Open activezhao opened 5 months ago
Hi @activezhao, DeepSeek models are not supported yet, along with int4_awq
and w4a8_awq
for DeepSeek.
Hi @activezhao, DeepSeek models are not supported yet, along with
int4_awq
andw4a8_awq
for DeepSeek.
@Barry-Delaney OK, is there any plan to support?
Thanks
Hi @Barry-Delaney I use the flowing command for FP8 quantization.

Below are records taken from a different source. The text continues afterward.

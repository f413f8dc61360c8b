//! Core State trait for entity lifecycle states.
//!
//! Every status enumeration (vehicle, rental, task, ...) implements this
//! trait. The trait is what lets one generic engine serve all entity kinds
//! while keeping each kind's states a closed, compile-time checked set.

use serde::{Deserialize, Serialize};
use std::fmt::Debug;
use std::hash::Hash;
use thiserror::Error;

/// A raw value did not name any state of the machine it was parsed for.
///
/// This is a programming or integration error (a stale client, a corrupted
/// row), never a user-facing validation failure.
#[derive(Debug, Clone, Error, PartialEq, Eq)]
#[error("Unknown {machine} value: {value:?}")]
pub struct UnknownState {
    pub machine: &'static str,
    pub value: String,
}

/// Trait for lifecycle states.
///
/// All methods are pure. States are small `Copy` values; the wire form of a
/// state is its SCREAMING_SNAKE_CASE name as returned by [`State::name`].
///
/// Most implementations are generated by [`crate::state_enum!`].
///
/// # Example
///
/// ```rust
/// use fleet_lifecycle::core::State;
/// use serde::{Deserialize, Serialize};
///
/// #[derive(Clone, Copy, PartialEq, Eq, Hash, Debug, Serialize, Deserialize)]
/// enum DoorStatus {
///     Open,
///     Closed,
/// }
///
/// impl State for DoorStatus {
///     const MACHINE: &'static str = "DoorStatus";
///
///     fn name(&self) -> &'static str {
///         match self {
///             Self::Open => "OPEN",
///             Self::Closed => "CLOSED",
///         }
///     }
///
///     fn all() -> &'static [Self] {
///         &[Self::Open, Self::Closed]
///     }
/// }
///
/// assert_eq!(DoorStatus::parse("CLOSED"), Ok(DoorStatus::Closed));
/// assert!(DoorStatus::parse("AJAR").is_err());
/// ```
pub trait State:
    Copy + Eq + Hash + Debug + Serialize + for<'de> Deserialize<'de> + Send + Sync + 'static
{
    /// Name of the status enumeration, used in messages and audit rows.
    const MACHINE: &'static str;

    /// Wire name of this state.
    fn name(&self) -> &'static str;

    /// Every state of the enumeration, in declaration order.
    fn all() -> &'static [Self];

    /// Parse a wire name back into a state.
    fn parse(value: &str) -> Result<Self, UnknownState> {
        Self::all()
            .iter()
            .copied()
            .find(|state| state.name() == value)
            .ok_or_else(|| UnknownState {
                machine: Self::MACHINE,
                value: value.to_string(),
            })
    }
}
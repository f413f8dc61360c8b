//! Vehicle inspection lifecycle.

use crate::lifecycle::{EntityKind, Lifecycles};
use crate::machine::{BuildError, StateMachine};
use crate::permissions::Permission;

crate::state_enum! {
    pub enum InspectionStatus as "InspectionStatus" {
        Pending => "PENDING",
        InProgress => "IN_PROGRESS",
        Completed => "COMPLETED",
        Disputed => "DISPUTED",
    }
}

pub fn machine() -> Result<StateMachine<InspectionStatus>, BuildError> {
    use InspectionStatus::*;

    StateMachine::builder()
        .transitions(Pending, [InProgress])
        .transitions(InProgress, [Completed, Disputed])
        .transitions(Completed, [])
        .transitions(Disputed, [InProgress])
        .terminal([Completed])
        .build()
}

impl EntityKind for InspectionStatus {
    const ENTITY_TYPE: &'static str = "Inspection";
    const ACTION_PREFIX: &'static str = "inspection";
    const INITIAL: Self = InspectionStatus::Pending;
    const CREATE_PERMISSION: Option<Permission> = Some(Permission::PickupExecute);

    fn transition_permission(_to: Self) -> Permission {
        Permission::PickupExecute
    }

    fn machine(lifecycles: &Lifecycles) -> &StateMachine<Self> {
        lifecycles.inspection()
    }
}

python /data/tensorrt_llm/examples/quantization/quantize.py --model_dir /data/deepseek-6.7b-online-v2.1 \
--dtype float16 \
--qformat fp8 \
--kv_cache_dtype fp8 \
--output_dir /data/trt-deepseek6.7b-online-v2.1-2gpu-fp8-bz32 \
--calib_size 512 \
--tp_size 2
# Build trtllm engines from the trtllm checkpoint
trtllm-build --checkpoint_dir /data/trt-deepseek6.7b-online-v2.1-2gpu-fp8-bz32 \
--output_dir /data/trt_engines-deepseek6.7b-online-v2.1-2gpu-fp8-bz32/2-gpu \
--max_input_len 8192 \
--max_output_len 1024 \
--gemm_plugin float16 \
--strongly_typed \
--paged_kv_cache enable \
--gpt_attention_plugin float16 \
--max_batch_size 32 \
--workers 2
These are the params of the request.
"max_tokens": 256,
"temperature": 0.2,
"top_p": 0.95,
"n": 1,
"stream": true,
"stop": ["\n"],
"repetition_penalty": 1,
After using FP8 quantization, the latency has dropped and the throughput has improved.
But now I find that the Chinese in the inference results is garbled.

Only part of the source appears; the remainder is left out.